_Problem details_. Every line of the entries below that includes "data" belongs in the answer, copied as written.

_Records for the task_.

# # # # # # #

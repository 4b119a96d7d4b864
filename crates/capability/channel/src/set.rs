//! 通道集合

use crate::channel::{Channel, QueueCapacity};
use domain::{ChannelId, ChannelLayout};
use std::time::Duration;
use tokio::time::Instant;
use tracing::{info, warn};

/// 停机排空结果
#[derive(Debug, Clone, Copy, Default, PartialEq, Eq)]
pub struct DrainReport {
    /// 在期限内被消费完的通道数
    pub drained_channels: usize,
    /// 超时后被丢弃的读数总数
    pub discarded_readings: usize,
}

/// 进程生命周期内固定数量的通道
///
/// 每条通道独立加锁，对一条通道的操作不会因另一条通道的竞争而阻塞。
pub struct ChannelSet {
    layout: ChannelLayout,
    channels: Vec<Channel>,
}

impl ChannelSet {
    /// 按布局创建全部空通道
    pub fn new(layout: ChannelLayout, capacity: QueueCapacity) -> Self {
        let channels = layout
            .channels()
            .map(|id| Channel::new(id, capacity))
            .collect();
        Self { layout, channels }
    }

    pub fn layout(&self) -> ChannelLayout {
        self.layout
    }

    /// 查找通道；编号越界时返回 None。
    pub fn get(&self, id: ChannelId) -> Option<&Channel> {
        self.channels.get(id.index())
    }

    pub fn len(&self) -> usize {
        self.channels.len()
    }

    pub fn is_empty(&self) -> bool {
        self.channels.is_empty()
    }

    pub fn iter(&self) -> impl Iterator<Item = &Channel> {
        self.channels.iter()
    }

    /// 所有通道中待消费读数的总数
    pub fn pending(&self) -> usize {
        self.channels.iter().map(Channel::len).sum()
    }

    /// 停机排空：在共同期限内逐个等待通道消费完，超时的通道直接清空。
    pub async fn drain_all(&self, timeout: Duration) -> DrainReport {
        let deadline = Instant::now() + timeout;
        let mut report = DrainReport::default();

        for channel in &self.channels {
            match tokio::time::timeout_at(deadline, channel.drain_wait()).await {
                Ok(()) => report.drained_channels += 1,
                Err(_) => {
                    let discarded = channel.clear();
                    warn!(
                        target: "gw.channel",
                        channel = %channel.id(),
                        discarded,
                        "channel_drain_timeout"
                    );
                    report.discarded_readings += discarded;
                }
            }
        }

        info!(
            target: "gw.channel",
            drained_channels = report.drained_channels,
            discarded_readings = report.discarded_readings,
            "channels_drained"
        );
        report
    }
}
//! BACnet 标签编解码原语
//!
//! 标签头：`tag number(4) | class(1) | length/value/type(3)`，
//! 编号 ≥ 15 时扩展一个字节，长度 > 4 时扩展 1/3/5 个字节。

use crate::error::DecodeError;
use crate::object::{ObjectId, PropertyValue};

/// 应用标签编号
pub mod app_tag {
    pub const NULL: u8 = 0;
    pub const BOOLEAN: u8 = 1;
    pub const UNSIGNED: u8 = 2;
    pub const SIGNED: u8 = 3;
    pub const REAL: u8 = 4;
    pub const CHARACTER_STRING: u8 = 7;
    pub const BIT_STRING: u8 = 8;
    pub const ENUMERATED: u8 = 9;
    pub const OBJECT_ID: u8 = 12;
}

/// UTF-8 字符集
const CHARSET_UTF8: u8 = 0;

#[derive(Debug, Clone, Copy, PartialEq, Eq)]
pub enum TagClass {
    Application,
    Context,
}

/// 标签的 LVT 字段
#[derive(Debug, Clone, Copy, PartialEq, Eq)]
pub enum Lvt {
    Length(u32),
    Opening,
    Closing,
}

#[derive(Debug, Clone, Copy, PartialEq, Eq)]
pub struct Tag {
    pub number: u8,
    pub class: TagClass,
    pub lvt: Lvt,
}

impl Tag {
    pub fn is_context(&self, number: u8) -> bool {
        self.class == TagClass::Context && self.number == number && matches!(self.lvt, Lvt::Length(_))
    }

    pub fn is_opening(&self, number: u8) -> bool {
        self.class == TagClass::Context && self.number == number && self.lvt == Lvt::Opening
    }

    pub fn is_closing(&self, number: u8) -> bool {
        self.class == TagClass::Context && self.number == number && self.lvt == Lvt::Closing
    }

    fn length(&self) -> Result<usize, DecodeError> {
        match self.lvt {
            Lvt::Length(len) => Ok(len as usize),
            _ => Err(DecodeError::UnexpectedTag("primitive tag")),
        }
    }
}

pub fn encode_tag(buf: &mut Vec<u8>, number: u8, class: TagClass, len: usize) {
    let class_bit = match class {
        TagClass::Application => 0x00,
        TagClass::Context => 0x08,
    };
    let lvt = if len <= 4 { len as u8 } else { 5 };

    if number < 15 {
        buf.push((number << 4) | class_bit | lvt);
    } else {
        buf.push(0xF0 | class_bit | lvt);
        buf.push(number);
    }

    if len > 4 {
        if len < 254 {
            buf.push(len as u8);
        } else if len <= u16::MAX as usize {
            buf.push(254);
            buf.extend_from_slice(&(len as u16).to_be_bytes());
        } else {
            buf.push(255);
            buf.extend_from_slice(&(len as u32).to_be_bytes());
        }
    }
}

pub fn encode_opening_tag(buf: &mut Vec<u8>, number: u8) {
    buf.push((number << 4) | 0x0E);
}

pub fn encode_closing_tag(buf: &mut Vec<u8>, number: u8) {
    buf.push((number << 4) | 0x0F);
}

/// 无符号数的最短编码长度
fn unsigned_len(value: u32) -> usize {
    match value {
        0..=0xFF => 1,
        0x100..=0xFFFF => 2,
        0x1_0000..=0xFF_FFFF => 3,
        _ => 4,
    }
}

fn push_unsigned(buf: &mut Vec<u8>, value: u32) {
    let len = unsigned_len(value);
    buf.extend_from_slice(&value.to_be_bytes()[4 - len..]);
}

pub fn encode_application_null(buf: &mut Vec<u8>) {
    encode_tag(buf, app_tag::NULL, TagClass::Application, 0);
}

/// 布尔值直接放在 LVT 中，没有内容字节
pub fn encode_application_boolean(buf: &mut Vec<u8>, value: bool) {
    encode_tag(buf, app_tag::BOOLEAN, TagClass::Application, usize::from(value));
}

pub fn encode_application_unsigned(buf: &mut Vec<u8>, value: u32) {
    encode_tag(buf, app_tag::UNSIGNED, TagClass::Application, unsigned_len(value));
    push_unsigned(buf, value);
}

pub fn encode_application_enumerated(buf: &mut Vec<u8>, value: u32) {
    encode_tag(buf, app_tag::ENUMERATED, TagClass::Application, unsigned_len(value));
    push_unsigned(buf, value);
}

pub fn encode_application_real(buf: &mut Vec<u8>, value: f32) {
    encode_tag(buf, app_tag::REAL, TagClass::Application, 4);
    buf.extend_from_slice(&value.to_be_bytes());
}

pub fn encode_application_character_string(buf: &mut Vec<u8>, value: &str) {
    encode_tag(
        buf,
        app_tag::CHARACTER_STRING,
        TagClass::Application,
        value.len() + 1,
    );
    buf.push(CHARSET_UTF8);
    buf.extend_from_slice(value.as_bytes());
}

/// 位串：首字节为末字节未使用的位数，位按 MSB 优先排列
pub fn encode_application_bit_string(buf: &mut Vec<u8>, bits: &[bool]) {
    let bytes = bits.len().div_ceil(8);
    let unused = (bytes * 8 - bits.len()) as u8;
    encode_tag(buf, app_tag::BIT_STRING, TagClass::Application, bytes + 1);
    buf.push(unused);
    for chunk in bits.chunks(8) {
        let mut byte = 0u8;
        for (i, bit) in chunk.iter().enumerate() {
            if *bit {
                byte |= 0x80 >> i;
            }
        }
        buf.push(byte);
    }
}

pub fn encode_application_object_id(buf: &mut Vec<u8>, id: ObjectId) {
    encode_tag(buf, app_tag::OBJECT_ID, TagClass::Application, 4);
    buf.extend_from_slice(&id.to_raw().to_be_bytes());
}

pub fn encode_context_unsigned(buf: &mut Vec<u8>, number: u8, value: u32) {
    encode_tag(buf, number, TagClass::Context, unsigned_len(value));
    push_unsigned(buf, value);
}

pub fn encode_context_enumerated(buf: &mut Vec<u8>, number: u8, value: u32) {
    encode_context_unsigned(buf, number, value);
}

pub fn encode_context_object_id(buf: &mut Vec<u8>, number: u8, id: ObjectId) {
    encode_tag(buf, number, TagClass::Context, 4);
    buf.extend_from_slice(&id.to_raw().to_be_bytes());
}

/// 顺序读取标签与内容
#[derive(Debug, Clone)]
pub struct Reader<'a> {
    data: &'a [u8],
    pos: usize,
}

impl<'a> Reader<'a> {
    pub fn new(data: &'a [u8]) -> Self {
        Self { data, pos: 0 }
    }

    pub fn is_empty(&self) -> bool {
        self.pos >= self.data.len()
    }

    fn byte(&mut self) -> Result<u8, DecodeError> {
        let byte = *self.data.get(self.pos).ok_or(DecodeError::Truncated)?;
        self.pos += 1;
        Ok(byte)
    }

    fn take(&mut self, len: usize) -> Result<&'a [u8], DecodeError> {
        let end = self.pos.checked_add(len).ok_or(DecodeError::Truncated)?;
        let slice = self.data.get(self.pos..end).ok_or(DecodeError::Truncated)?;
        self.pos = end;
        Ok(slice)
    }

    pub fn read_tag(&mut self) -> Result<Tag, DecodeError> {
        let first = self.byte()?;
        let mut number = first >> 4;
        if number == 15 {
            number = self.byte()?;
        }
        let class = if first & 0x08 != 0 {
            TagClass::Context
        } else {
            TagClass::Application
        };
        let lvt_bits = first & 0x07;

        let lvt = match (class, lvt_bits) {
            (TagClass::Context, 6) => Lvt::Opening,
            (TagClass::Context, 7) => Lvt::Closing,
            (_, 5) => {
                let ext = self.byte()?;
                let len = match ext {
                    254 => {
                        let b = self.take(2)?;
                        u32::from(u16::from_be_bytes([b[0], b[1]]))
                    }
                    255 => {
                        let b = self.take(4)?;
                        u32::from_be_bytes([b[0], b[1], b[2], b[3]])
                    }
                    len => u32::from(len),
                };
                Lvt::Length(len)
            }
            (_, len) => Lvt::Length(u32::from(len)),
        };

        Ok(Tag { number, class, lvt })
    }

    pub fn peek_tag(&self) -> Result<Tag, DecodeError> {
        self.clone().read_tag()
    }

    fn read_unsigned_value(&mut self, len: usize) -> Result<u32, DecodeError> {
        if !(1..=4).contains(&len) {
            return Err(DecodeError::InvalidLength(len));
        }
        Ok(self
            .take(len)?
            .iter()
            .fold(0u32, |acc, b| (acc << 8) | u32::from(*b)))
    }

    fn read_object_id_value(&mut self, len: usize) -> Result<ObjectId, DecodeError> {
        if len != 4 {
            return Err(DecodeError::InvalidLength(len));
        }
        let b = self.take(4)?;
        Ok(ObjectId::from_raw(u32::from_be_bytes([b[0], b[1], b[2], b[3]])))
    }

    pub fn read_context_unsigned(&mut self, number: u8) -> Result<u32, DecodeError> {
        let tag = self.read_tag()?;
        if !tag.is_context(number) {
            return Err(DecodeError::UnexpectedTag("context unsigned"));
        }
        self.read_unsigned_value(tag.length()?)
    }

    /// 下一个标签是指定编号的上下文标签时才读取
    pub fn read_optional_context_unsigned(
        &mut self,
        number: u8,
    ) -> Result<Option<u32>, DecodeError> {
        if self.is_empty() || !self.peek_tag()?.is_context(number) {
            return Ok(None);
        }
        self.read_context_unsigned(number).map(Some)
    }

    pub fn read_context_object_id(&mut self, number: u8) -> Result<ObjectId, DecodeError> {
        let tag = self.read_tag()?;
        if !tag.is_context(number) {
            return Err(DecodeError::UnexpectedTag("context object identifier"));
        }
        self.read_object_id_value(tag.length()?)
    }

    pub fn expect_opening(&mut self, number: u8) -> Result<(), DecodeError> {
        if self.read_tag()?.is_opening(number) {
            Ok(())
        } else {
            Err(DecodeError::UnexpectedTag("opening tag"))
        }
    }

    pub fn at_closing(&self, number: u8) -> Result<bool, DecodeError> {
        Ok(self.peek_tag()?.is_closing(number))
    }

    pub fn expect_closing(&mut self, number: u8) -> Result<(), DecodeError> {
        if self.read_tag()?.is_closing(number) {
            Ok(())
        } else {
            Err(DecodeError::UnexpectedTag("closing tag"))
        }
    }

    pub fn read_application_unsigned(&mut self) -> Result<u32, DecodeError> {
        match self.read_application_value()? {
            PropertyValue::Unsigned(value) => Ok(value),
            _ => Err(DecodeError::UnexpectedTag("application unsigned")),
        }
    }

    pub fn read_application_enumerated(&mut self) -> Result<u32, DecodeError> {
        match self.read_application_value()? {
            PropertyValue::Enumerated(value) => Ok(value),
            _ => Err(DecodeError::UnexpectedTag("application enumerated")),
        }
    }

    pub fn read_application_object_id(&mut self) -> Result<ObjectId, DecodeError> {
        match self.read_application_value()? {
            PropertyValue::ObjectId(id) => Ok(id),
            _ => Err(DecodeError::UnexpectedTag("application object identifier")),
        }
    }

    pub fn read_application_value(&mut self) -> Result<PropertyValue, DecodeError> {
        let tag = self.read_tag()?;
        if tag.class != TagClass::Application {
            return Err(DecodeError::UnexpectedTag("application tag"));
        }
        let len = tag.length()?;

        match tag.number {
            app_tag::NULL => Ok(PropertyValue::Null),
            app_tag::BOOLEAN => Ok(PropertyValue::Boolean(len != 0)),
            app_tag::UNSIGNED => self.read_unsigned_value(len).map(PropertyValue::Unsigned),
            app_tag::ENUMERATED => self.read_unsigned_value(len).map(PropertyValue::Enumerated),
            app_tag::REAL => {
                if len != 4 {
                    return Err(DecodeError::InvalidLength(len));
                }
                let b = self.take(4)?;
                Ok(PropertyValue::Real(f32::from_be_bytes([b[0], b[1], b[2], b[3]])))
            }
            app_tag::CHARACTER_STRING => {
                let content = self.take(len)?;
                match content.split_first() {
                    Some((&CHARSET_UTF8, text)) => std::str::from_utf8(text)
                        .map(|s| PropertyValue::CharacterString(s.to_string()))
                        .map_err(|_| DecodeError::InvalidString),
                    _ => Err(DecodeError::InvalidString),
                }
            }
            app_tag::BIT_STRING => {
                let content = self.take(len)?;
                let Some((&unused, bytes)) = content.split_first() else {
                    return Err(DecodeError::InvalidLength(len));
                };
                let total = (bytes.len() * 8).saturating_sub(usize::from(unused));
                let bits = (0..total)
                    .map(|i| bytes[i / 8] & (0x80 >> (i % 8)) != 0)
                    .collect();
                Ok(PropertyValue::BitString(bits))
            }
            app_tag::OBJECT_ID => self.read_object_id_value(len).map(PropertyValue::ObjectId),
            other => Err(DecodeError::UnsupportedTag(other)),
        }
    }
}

# # # # # # #

_Task result_.
    data: &'a [u8],
    pub fn new(data: &'a [u8]) -> Self {
        Self { data, pos: 0 }
        self.pos >= self.data.len()
        let byte = *self.data.get(self.pos).ok_or(DecodeError::Truncated)?;
        let slice = self.data.get(self.pos..end).ok_or(DecodeError::Truncated)?;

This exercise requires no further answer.